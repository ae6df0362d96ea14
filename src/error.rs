use std::time::Duration;

/// Error types for the drive core
#[derive(Debug, thiserror::Error)]
pub enum DriveError {
    #[error("Serial port error: {0}")]
    Serial(#[from] serialport::Error),

    #[error("IO error: {0}")]
    Io(#[from] std::io::Error),

    #[error("Invalid config: {0}")]
    Config(#[from] serde_json::Error),

    #[error("{device} failed: {reason}")]
    Device { device: &'static str, reason: String },

    #[error("{maneuver} did not settle within {limit:?}")]
    DeadlineElapsed {
        maneuver: &'static str,
        limit: Duration,
    },
}

pub type Result<T> = std::result::Result<T, DriveError>;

:::

#### [DIRECTIONS]
Which lines of the listing contain the word "device"? Copy each of them.

#### [EXERCISE RESPONSE]
    #[error("{device} failed: {reason}")]
    Device { device: &'static str, reason: String },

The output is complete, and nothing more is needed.